# [YOUR GOAL]
Find the line containing "repository 95924624b8c48ae6" in the records below. Copy exactly that line and each one after it, ending at the line containing "let widget = Widget", and nothing more.

(Collected data)
________________
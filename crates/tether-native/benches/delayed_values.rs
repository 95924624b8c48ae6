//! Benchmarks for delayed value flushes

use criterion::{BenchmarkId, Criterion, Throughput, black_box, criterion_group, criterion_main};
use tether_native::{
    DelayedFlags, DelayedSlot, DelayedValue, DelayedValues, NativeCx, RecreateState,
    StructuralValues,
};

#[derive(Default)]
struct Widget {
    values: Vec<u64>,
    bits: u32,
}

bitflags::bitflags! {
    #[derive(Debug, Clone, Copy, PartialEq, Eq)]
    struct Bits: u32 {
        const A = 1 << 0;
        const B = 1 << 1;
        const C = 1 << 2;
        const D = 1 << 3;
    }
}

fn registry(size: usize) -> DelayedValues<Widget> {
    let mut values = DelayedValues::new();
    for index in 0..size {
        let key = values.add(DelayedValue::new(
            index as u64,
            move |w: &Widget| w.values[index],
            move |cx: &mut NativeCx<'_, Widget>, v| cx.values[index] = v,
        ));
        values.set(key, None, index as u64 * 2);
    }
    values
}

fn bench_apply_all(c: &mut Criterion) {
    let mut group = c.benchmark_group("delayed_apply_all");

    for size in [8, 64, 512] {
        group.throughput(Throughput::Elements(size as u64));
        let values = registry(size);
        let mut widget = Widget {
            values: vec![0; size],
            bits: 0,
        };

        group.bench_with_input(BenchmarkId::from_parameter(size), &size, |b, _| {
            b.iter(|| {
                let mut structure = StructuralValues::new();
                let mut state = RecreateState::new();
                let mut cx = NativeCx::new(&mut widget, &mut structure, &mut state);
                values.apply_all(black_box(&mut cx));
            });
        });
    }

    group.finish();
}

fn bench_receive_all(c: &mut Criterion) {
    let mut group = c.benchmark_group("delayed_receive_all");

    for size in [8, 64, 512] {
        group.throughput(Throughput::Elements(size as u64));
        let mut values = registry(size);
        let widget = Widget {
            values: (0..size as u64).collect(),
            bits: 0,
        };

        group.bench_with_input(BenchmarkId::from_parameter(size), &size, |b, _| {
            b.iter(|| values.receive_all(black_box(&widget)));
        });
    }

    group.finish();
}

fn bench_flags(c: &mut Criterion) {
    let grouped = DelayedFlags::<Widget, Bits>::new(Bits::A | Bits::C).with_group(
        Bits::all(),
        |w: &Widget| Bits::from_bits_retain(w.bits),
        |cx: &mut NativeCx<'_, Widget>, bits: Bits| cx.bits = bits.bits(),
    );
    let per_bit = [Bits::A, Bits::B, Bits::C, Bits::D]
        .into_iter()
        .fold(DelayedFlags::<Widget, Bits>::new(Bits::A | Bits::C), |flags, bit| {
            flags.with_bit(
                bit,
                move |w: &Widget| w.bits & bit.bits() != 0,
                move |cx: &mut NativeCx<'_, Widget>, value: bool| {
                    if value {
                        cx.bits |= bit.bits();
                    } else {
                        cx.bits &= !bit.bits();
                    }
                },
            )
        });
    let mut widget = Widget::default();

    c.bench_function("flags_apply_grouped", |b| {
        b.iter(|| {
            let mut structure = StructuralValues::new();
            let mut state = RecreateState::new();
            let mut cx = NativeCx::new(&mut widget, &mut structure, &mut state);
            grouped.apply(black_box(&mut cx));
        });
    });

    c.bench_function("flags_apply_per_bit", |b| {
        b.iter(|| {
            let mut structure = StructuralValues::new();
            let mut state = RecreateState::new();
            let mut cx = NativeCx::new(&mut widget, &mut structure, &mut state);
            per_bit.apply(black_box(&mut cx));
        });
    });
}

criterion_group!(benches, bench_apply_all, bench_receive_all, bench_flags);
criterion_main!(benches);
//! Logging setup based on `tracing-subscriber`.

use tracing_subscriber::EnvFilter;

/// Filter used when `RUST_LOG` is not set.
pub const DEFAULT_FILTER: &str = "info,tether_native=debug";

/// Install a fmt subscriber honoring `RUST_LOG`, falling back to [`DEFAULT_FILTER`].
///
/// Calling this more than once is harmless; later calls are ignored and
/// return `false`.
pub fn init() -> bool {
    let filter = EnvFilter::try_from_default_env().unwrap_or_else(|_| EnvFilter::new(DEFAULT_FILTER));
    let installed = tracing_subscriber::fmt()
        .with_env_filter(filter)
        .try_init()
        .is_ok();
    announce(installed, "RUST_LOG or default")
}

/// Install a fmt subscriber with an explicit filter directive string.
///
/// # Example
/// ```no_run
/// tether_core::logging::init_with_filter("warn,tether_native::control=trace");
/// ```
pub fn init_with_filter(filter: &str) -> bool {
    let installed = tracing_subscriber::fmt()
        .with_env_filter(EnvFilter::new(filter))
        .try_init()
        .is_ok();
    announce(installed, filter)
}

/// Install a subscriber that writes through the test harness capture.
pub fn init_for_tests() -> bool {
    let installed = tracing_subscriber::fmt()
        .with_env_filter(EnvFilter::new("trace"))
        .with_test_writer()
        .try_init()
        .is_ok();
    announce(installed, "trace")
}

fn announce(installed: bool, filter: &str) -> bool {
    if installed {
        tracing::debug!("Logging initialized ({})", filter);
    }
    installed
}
________________
# [REPLY]
repository 95924624b8c48ae6
//! Benchmarks for delayed value flushes

use criterion::{BenchmarkId, Criterion, Throughput, black_box, criterion_group, criterion_main};
use tether_native::{
    DelayedFlags, DelayedSlot, DelayedValue, DelayedValues, NativeCx, RecreateState,
    StructuralValues,
};

#[derive(Default)]
struct Widget {
    values: Vec<u64>,
    bits: u32,
}

bitflags::bitflags! {
    #[derive(Debug, Clone, Copy, PartialEq, Eq)]
    struct Bits: u32 {
        const A = 1 << 0;
        const B = 1 << 1;
        const C = 1 << 2;
        const D = 1 << 3;
    }
}

fn registry(size: usize) -> DelayedValues<Widget> {
    let mut values = DelayedValues::new();
    for index in 0..size {
        let key = values.add(DelayedValue::new(
            index as u64,
            move |w: &Widget| w.values[index],
            move |cx: &mut NativeCx<'_, Widget>, v| cx.values[index] = v,
        ));
        values.set(key, None, index as u64 * 2);
    }
    values
}

fn bench_apply_all(c: &mut Criterion) {
    let mut group = c.benchmark_group("delayed_apply_all");

    for size in [8, 64, 512] {
        group.throughput(Throughput::Elements(size as u64));
        let values = registry(size);
        let mut widget = Widget {
            values: vec![0; size],
            bits: 0,
        };

        group.bench_with_input(BenchmarkId::from_parameter(size), &size, |b, _| {
            b.iter(|| {
                let mut structure = StructuralValues::new();
                let mut state = RecreateState::new();
                let mut cx = NativeCx::new(&mut widget, &mut structure, &mut state);
                values.apply_all(black_box(&mut cx));
            });
        });
    }

    group.finish();
}

fn bench_receive_all(c: &mut Criterion) {
    let mut group = c.benchmark_group("delayed_receive_all");

    for size in [8, 64, 512] {
        group.throughput(Throughput::Elements(size as u64));
        let mut values = registry(size);
        let widget = Widget {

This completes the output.